What to produce => Throughout the listing below, show every line in which "Duration" occurs.

Data excerpts =>

══════════════════════════════

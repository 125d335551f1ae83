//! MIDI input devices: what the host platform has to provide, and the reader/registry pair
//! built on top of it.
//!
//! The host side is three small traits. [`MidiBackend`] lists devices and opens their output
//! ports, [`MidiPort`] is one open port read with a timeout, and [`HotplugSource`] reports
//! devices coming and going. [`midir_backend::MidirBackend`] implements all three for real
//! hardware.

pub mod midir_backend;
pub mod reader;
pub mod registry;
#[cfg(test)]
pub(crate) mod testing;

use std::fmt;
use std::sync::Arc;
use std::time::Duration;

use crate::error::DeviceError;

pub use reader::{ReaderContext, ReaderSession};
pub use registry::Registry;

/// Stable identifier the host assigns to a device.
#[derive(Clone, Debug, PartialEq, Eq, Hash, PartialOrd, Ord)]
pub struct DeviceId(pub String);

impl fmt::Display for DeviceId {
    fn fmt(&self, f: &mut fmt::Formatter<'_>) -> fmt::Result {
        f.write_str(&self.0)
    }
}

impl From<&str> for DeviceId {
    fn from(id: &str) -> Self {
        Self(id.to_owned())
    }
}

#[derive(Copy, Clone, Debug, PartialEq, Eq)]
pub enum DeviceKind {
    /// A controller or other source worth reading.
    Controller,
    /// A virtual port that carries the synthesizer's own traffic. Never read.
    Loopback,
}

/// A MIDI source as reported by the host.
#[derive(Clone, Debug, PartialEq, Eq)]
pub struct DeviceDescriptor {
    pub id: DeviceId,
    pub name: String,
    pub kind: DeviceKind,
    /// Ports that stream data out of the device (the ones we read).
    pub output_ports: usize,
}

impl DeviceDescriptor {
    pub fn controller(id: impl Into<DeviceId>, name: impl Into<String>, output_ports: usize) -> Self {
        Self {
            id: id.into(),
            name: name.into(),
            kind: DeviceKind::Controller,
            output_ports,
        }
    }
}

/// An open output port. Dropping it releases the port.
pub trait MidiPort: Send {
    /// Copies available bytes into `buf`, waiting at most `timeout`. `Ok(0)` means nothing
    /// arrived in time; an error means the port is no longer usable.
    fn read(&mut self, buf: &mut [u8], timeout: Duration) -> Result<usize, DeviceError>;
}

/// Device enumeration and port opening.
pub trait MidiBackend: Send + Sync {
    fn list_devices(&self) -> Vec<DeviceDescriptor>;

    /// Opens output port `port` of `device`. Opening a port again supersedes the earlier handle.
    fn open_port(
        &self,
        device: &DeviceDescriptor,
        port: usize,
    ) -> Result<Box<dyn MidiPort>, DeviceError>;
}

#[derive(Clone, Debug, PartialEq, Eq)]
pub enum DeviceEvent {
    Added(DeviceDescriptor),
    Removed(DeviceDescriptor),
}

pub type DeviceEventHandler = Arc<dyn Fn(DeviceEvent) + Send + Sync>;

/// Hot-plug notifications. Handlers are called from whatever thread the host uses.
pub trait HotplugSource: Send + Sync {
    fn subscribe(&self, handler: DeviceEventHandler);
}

══════════════════════════════

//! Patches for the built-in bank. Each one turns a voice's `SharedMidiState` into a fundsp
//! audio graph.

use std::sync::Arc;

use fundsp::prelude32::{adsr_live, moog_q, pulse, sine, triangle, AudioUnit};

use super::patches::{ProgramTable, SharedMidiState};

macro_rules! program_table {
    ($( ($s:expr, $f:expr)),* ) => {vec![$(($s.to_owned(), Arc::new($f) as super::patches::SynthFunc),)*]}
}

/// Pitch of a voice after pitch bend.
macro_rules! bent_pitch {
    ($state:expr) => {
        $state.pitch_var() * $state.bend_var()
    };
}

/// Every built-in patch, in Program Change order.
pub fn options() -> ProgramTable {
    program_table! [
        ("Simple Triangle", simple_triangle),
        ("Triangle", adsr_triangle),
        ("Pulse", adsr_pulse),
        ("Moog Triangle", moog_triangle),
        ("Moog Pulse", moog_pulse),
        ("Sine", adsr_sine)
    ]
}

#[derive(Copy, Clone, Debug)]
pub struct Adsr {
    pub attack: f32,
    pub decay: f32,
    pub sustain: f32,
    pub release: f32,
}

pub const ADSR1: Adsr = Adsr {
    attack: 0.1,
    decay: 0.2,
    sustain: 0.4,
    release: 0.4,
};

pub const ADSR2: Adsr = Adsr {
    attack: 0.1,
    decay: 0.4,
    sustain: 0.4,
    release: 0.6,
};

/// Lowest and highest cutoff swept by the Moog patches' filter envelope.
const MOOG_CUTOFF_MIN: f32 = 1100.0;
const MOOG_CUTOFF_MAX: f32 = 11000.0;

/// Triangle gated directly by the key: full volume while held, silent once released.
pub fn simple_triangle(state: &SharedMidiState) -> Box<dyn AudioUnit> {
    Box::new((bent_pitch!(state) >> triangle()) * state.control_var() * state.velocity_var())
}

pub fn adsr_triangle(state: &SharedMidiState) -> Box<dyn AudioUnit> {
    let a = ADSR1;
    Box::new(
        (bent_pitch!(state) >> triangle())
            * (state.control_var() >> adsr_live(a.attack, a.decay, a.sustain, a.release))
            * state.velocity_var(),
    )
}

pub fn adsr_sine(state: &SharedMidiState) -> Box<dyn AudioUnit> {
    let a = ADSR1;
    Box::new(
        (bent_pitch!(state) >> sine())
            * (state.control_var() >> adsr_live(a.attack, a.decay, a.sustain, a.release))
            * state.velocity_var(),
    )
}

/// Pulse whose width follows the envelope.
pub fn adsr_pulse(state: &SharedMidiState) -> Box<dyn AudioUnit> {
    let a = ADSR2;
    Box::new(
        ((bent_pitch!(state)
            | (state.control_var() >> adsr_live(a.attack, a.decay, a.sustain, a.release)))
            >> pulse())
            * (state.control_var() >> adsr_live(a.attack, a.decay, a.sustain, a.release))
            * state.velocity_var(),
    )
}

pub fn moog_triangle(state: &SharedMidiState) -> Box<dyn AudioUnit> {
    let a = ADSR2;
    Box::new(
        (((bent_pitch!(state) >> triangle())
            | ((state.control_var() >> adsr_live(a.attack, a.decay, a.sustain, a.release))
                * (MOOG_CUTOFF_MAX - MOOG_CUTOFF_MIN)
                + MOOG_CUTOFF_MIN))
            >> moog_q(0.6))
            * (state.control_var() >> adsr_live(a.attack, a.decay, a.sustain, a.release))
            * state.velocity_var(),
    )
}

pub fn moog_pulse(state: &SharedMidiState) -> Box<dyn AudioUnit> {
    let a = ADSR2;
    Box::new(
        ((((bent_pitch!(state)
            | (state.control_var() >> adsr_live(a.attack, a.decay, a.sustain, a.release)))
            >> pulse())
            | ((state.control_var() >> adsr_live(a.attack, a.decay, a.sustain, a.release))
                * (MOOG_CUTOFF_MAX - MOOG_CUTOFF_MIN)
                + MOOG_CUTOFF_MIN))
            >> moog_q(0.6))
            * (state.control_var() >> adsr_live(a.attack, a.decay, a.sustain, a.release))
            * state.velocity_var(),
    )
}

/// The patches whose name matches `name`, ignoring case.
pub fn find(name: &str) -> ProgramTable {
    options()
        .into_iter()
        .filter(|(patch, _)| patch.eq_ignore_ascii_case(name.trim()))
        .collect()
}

══════════════════════════════

Answer box =>
use std::time::Duration;
    fn read(&mut self, buf: &mut [u8], timeout: Duration) -> Result<usize, DeviceError>;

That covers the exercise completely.